The metaphor of a Trojan Horse isn’t just apt -- it is prophetic. Prasad didn’t storm the FDA gates. He was wheeled in by someone already inside, praised as brilliant, and allowed to remake policy from within. He’s gone now, but the horse remains -- and its architect is still calling the shots.
Let’s not kid ourselves: personnel is policy. And right now, we’re watching the same failed personnel being lined up for round two.
If President Trump wants to deliver on his promises for healthcare reform, he needs more than just firings. He needs a fundamental reset at the FDA. That means closing the back door Makary left open, installing leadership that shares his vision for innovation and patient-first policy, and making sure that lab-coat liberals like Prasad don’t get a second chance to dismantle the America First medical agenda.
The American people did not elect President Trump to install progressive regulators with Bernie bumper stickers on their electric vehicles. They elected him to fight the swamp. To dismantle the bureaucratic industrial complex. To put patients ahead of process.
That fight doesn’t stop at the top. It means rooting out the enablers as well as the operatives. It means removing not just Prasad, but the network that allowed him to ascend in the first place. And it starts with Marty Makary.
Makary had his chance. He chose ideology over patients, loyalty to insiders over fidelity to the President’s agenda. He empowered a saboteur, defended him even after his departure, and has made clear that nothing has fundamentally changed at the FDA.
If the Trump administration is serious about healthcare reform -- and the trust of the MAGA base -- it must send a message: The days of backroom appointments and ideological infiltrators are over.
Prasad must stay gone.

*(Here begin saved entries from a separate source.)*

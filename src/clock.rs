use chrono::{DateTime, Utc};

/// Source of "now" for valuation and quote timestamps.
///
/// Swapped for [`FixedClock`] in tests so `as_of` fields are reproducible.
pub trait Clock: Send + Sync {
    fn now(&self) -> DateTime<Utc>;
}

#[derive(Debug, Clone, Copy, Default)]
pub struct SystemClock;

impl Clock for SystemClock {
    fn now(&self) -> DateTime<Utc> {
        Utc::now()
    }
}

#[derive(Debug, Clone, Copy)]
pub struct FixedClock(pub DateTime<Utc>);

impl Clock for FixedClock {
    fn now(&self) -> DateTime<Utc> {
        self.0
    }
}
use std::path::{Path, PathBuf};
use std::time::Duration;

use anyhow::{Context, Result};
use serde::{Deserialize, Serialize};

use crate::duration::{deserialize_duration, serialize_duration};

/// Base URLs of the backend services.
#[derive(Debug, Clone, Serialize, Deserialize)]
#[serde(default)]
pub struct ServicesConfig {
    pub auth_url: String,
    pub portfolio_url: String,
    pub market_data_url: String,
    pub expense_url: String,
}

impl Default for ServicesConfig {
    fn default() -> Self {
        Self {
            auth_url: "http://localhost:9898".to_string(),
            portfolio_url: "http://localhost:9811".to_string(),
            market_data_url: "http://localhost:8010".to_string(),
            expense_url: "http://localhost:9812".to_string(),
        }
    }
}

/// Default per-request timeout (10 seconds).
fn default_request_timeout() -> Duration {
    Duration::from_secs(10)
}

/// HTTP behaviour shared by every service client.
#[derive(Debug, Clone, Serialize, Deserialize)]
#[serde(default)]
pub struct HttpConfig {
    /// Upper bound for a single request. A timed-out price lookup falls back
    /// to cost basis like any other lookup failure.
    #[serde(
        default = "default_request_timeout",
        deserialize_with = "deserialize_duration",
        serialize_with = "serialize_duration"
    )]
    pub request_timeout: Duration,

    /// Value sent in the `User-Agent` header.
    pub user_agent: String,
}

impl Default for HttpConfig {
    fn default() -> Self {
        Self {
            request_timeout: default_request_timeout(),
            user_agent: format!("folioview/{}", env!("CARGO_PKG_VERSION")),
        }
    }
}

/// Display/output formatting configuration.
#[derive(Debug, Clone, Default, Serialize, Deserialize)]
#[serde(default)]
pub struct DisplayConfig {
    /// Round rendered money values to this many decimal places.
    ///
    /// Presentation only; calculations always use full precision.
    pub currency_decimals: Option<u32>,

    /// Render money values with thousands separators.
    pub currency_grouping: bool,

    /// Optional currency symbol prefix (e.g. "$", "₹").
    pub currency_symbol: Option<String>,
}

/// Application configuration, loaded from `folioview.toml`.
#[derive(Debug, Clone, Default, Serialize, Deserialize)]
#[serde(default)]
pub struct Config {
    pub services: ServicesConfig,
    pub http: HttpConfig,
    pub display: DisplayConfig,

    /// Where the login session is cached. Relative paths are resolved from
    /// the config file's directory; unset means the user cache directory.
    pub session_file: Option<PathBuf>,
}

impl Config {
    /// Load config from a TOML file.
    pub fn load(path: &Path) -> Result<Self> {
        let content = std::fs::read_to_string(path)
            .with_context(|| format!("Failed to read config file: {}", path.display()))?;

        toml::from_str(&content)
            .with_context(|| format!("Failed to parse config file: {}", path.display()))
    }

    /// Load config from a file, or return the defaults if it doesn't exist.
    pub fn load_or_default(path: &Path) -> Result<Self> {
        if path.exists() {
            Self::load(path)
        } else {
            Ok(Self::default())
        }
    }

    /// Resolve the session cache location relative to `config_dir`.
    pub fn resolve_session_file(&self, config_dir: &Path) -> Option<PathBuf> {
        match &self.session_file {
            Some(path) if path.is_absolute() => Some(path.clone()),
            Some(path) => Some(config_dir.join(path)),
            None => None,
        }
    }
}

/// Returns the default config file path.
///
/// Resolution order:
/// 1. `./folioview.toml` if it exists in the current directory
/// 2. `<config dir>/folioview/folioview.toml`
pub fn default_config_path() -> PathBuf {
    let local_config = PathBuf::from("folioview.toml");
    if local_config.exists() {
        return local_config;
    }

    if let Some(config_dir) = dirs::config_dir() {
        return config_dir.join("folioview").join("folioview.toml");
    }

    local_config
}
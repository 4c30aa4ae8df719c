use std::path::Path;

use crate::config::Config;

pub fn config_output(config_path: &Path, config: &Config, session_path: &Path) -> serde_json::Value {
    serde_json::json!({
        "config_file": config_path.display().to_string(),
        "session_file": session_path.display().to_string(),
        "services": {
            "auth_url": config.services.auth_url,
            "portfolio_url": config.services.portfolio_url,
            "market_data_url": config.services.market_data_url,
            "expense_url": config.services.expense_url
        },
        "http": {
            "request_timeout": crate::duration::format_duration(config.http.request_timeout),
            "user_agent": config.http.user_agent
        },
        "display": {
            "currency_decimals": config.display.currency_decimals,
            "currency_grouping": config.display.currency_grouping,
            "currency_symbol": config.display.currency_symbol
        }
    })
}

Makary must go. And the FDA must be rebuilt -- from the ground up, in the image of a government that puts patients, not bureaucrats, first.
Julio Rivera is a business and political strategist, cybersecurity researcher, founder of ItFunk.Org, and a political commentator and columnist. His writing, which is focused on cybersecurity and politics, is regularly published by many of the largest news organizations in the world.